At some of Delaware's high schools, math
and science teachers from different disciplines don't know each other,
even when they share the same hallways.
At Newark High School, that's in part because one teacher is new this
year. At Mount Pleasant, one science teacher's classroom is in the
basement. At other schools, time and resources are limited; biology
teachers stick with biology teachers and chemistry teachers stick with
chemistry teachers.
But on a recent February day, many of these teachers came together as
teams at the University of Delawares Interdisciplinary Science and
Engineering Laboratory (ISE Lab) to take part in the two-day Practicing
the STEM Practices Winter Institute. One of the goals was to help break
down the walls between their fields.
Biology, chemistry, physics and math are interdisciplinary, but in
our schools they tend to stay in silos, said John Jungck, UD professor
and director of the DuPont Science Learning Laboratories, the
instructional wing of ISE Lab. Jungck also is the co-leader of the
two-year Delaware Department of Education Mathematics and Science
Partnership (MSP) grant that made the institute possible.
Over the course of two days, teams from 12 Delaware public and
private high schools took part in activities, both in and out of
laboratories, meant to bridge their fields.
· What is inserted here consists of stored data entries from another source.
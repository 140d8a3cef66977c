use futures::future::BoxFuture;
use rig::completion::message::AssistantContent;
use rig::completion::{CompletionModel, Message as RigMessage};
use rig::prelude::CompletionClient;
use rig::providers::openai;
use snafu::{ResultExt, ensure};

use super::model::{DEFAULT_OPENAI_MODEL, Model, default_openai_models};
use super::provider::{
    CompletionRequest, CompletionsFailedSnafu, EmptyCompletionSnafu, EmptyMessageSetSnafu,
    HttpClientSnafu, LlmProvider, MissingApiKeySnafu, ProviderConfig, ProviderMessage,
    ProviderResult, Role,
};

pub const RIG_OPENAI_PROVIDER_ID: &str = "openai";

pub struct RigProviderAdapter {
    config: ProviderConfig,
    known_models: Vec<Model>,
}

impl RigProviderAdapter {
    pub fn new(config: ProviderConfig) -> ProviderResult<Self> {
        ensure!(
            !config.api_key.is_empty(),
            MissingApiKeySnafu {
                stage: "rig-adapter-new",
                provider_id: config.provider_id.clone(),
            }
        );

        Ok(Self {
            config,
            known_models: default_openai_models(),
        })
    }

    fn build_client(config: &ProviderConfig) -> ProviderResult<openai::Client> {
        let mut builder = openai::Client::builder().api_key(config.api_key.as_str());
        if !config.endpoint.is_empty() {
            builder = builder.base_url(config.endpoint.as_str());
        }
        builder.build().context(HttpClientSnafu {
            stage: "build-client",
        })
    }

    fn to_rig_message(message: &ProviderMessage) -> Option<RigMessage> {
        match message.role {
            Role::System => None,
            Role::User => Some(RigMessage::user(message.content.clone())),
            Role::Assistant => Some(RigMessage::assistant(message.content.clone())),
        }
    }

    // Rig exposes a single preamble field, so system-role messages are folded into it
    // while user/assistant turns still travel as chat messages.
    fn merged_preamble(request: &CompletionRequest) -> Option<String> {
        let preamble_parts = request
            .messages
            .iter()
            .filter(|message| matches!(message.role, Role::System))
            .filter(|message| !message.content.trim().is_empty())
            .map(|message| message.content.as_str())
            .collect::<Vec<_>>();

        if preamble_parts.is_empty() {
            None
        } else {
            Some(preamble_parts.join("\n\n"))
        }
    }

    fn reply_text<'a>(choice: impl IntoIterator<Item = &'a AssistantContent>) -> String {
        choice
            .into_iter()
            .filter_map(|content| match content {
                AssistantContent::Text(text) => Some(text.text.as_str()),
                _ => None,
            })
            .collect::<Vec<_>>()
            .join("")
    }

    async fn send_completion(
        config: &ProviderConfig,
        request: CompletionRequest,
    ) -> ProviderResult<ProviderMessage> {
        let mut messages = request
            .messages
            .iter()
            .filter_map(Self::to_rig_message)
            .collect::<Vec<_>>();

        let Some(prompt) = messages.pop() else {
            tracing::warn!(
                model_id = %request.model_id,
                total_message_count = request.messages.len(),
                "cannot send completion because no user/assistant messages remain after filtering"
            );
            return EmptyMessageSetSnafu {
                stage: "send-completion-filter-messages",
                model_id: request.model_id.clone(),
            }
            .fail();
        };

        let client = Self::build_client(config)?;
        let model = client.completion_model(request.model_id.clone());
        let mut builder = model.completion_request(prompt).messages(messages);

        if let Some(preamble) = Self::merged_preamble(&request) {
            builder = builder.preamble(preamble);
        }

        if let Some(temperature) = request.temperature {
            builder = builder.temperature(temperature);
        }

        if let Some(max_tokens) = request.max_tokens {
            builder = builder.max_tokens(max_tokens);
        }

        tracing::debug!(
            provider_id = %config.provider_id,
            model_id = %request.model_id,
            history_len = request.messages.len(),
            "sending completion request"
        );

        let response = builder.send().await.context(CompletionsFailedSnafu {
            stage: "send-completion",
        })?;

        let text = Self::reply_text(response.choice.iter());
        ensure!(
            !text.trim().is_empty(),
            EmptyCompletionSnafu {
                stage: "read-completion-choice",
                model_id: request.model_id.clone(),
            }
        );

        Ok(ProviderMessage::assistant(text))
    }
}

impl LlmProvider for RigProviderAdapter {
    fn id(&self) -> &str {
        &self.config.provider_id
    }

    fn name(&self) -> &str {
        "Rig OpenAI"
    }

    fn default_model(&self) -> &str {
        DEFAULT_OPENAI_MODEL
    }

    fn known_models(&self) -> &[Model] {
        &self.known_models
    }

    fn complete<'a>(
        &'a self,
        request: CompletionRequest,
    ) -> BoxFuture<'a, ProviderResult<ProviderMessage>> {
        Box::pin(async move {
            let model_id = request.model_id.clone();
            let result = Self::send_completion(&self.config, request).await;
            if let Err(error) = &result {
                tracing::error!(
                    provider_id = %self.config.provider_id,
                    model_id = %model_id,
                    error = %error,
                    "completion request failed"
                );
            }
            result
        })
    }
}

#[cfg(test)]
mod tests {
    use super::*;
    use crate::provider::ProviderError;

    fn config(api_key: &str) -> ProviderConfig {
        ProviderConfig::new("openai", api_key, "https://api.openai.com/v1")
    }

    #[test]
    fn empty_api_key_is_rejected_at_construction() {
        let result = RigProviderAdapter::new(config("   "));
        assert!(matches!(
            result,
            Err(ProviderError::MissingApiKey { ref provider_id, .. }) if provider_id == "openai"
        ));
    }

    #[test]
    fn system_messages_are_folded_into_the_preamble() {
        let request = CompletionRequest::new(
            "gpt-4",
            vec![
                ProviderMessage::new(Role::System, "Use the reading guide."),
                ProviderMessage::new(Role::User, "Summarize section 2"),
                ProviderMessage::new(Role::System, "  "),
                ProviderMessage::new(Role::System, "Be concise."),
            ],
        );

        assert_eq!(
            RigProviderAdapter::merged_preamble(&request).as_deref(),
            Some("Use the reading guide.\n\nBe concise.")
        );
    }

    #[test]
    fn no_preamble_without_system_messages() {
        let request = CompletionRequest::new(
            "gpt-4",
            vec![ProviderMessage::new(Role::User, "hello")],
        );
        assert_eq!(RigProviderAdapter::merged_preamble(&request), None);
    }

    #[test]
    fn only_chat_turns_become_rig_messages() {
        let system = ProviderMessage::new(Role::System, "guide");
        let user = ProviderMessage::new(Role::User, "question");
        let assistant = ProviderMessage::assistant("answer");

        assert!(RigProviderAdapter::to_rig_message(&system).is_none());
        assert!(matches!(
            RigProviderAdapter::to_rig_message(&user),
            Some(RigMessage::User { .. })
        ));
        assert!(matches!(
            RigProviderAdapter::to_rig_message(&assistant),
            Some(RigMessage::Assistant { .. })
        ));
    }

    #[test]
    fn reply_text_joins_every_text_part() {
        let parts = vec![
            AssistantContent::text("Section 2 "),
            AssistantContent::text("covers X."),
        ];
        assert_eq!(
            RigProviderAdapter::reply_text(parts.iter()),
            "Section 2 covers X."
        );
    }

    #[tokio::test]
    async fn system_only_request_fails_before_any_network_call() {
        let adapter = match RigProviderAdapter::new(config("sk-test")) {
            Ok(adapter) => adapter,
            Err(error) => panic!("adapter should build: {error}"),
        };
        let request = CompletionRequest::new(
            "gpt-4",
            vec![ProviderMessage::new(Role::System, "guide")],
        );

        let result = adapter.complete(request).await;
        assert!(matches!(
            result,
            Err(ProviderError::EmptyMessageSet { ref model_id, .. }) if model_id == "gpt-4"
        ));
    }
}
We are all scattered around the building, and this is the first time
we get to sit together as a team, Les McLean, a physics teacher at
Concord High School, said of his fellow Concord teammates.
Preceptors at ISE Lab in biology, chemistry and physics worked hard to develop the activities in which the teachers took part.
In one, teams explored microbial fuel cells, combining biology,
chemistry and physics. By the end, teachers were talking about how the
technology could provide electric power off the grid, showing how
another STEM field, engineering, was also relevant to the lesson.
On day two, teams of teachers from different schools scattered white
and black beans onto a square resembling a checkerboard. The beans
represented rabbits and foxes, and the teams were modeling the
population dynamics of the two species, whether each species lived or
died in the presence of the other.
Its a way of understanding a complex situation and breaking it
apart, said Ursuline Academy chemistry teacher Kate McEvoy, while Chuck
Halfen, a science specialist at Newark High, showed off the population
graphs the team had made.
For Mary O'Connell, a math teacher at Tatnall Upper School, the
activity was something she thought could be easily incorporated into
classrooms, despite the short window of time many teachers have to work
within.
In little things like this there is so much meat, O'Connell said.
Thats whats great about being here. Were picking up a lot of these
little things we can use.
When all 60 teachers came together to share their results monitoring
the numbers of foxes and rabbits in relation to one another, the concept
of coupled oscillations became clear. The numbers of each animal
fluctuated in relation to one another in the ecological model.
Later, each discipline split up. In the biology lab, teachers studied
the population dynamics between paramecium and didinium under a
microscope. The chemistry teachers solved the chemical reaction that
caused reversible color changes in a solution. The physics teachers used
a Wilberforce pendulum to examine the dynamics between vertical motion
and horizontal rotation.
All were examples of coupled oscillations; the same mathematical principle was common to all three fields.
Chris Wellborn, a physics teacher at William Penn High School,
remained a bit skeptical about how the strategies could be helpful to
him and his colleagues.
The challenges are finding common students and making it meaningful, said Wellborn.
The William Penn team was enthusiastic about the concepts it was
learning at UD, but said school administrators would need to be
understanding of a comprehensive STEM approach and the effect wouldn't
be as strong if students weren't shared between them.
I would love my classroom to be a lab for academics, said Joe
English, technology education teacher at William Penn. If we can work
as a group and be supported, I think we can knock this out of the park.
Helping the teams do so is the goal of the MSP grant. This summer,
teachers and students from their schools will return to UD to reinforce
and enhance the concepts learned in the winter.
Summer is when the magic happens, said Jon Manon, director of the
UD Mathematics and Science Education Resource Center and co-director on
the MSP grant. Manon and Jungck want teachers to see the University as a
long-term resource.
The ability to engage in interdisciplinary problem-based learning, to
ask questions and find solutions through inquisitive study and
experimentation are the foundations of both national Next Generation
Science Standards and Common Core State Standards.
William Penn teachers already know these ideas work. When students in
Armando Caro's mathematics class struggled to understand a curve known
as a cycloid, he and English teamed up to build an actual model.
Suddenly, the students had lots of questions.
It generated math questions, physics questions, engineering
questions from the students, said Caro. A lot of the students found
the history fascinating.
And that's exactly what students need to excel in STEM.
Thats what learning is: Answer your own questions, said English.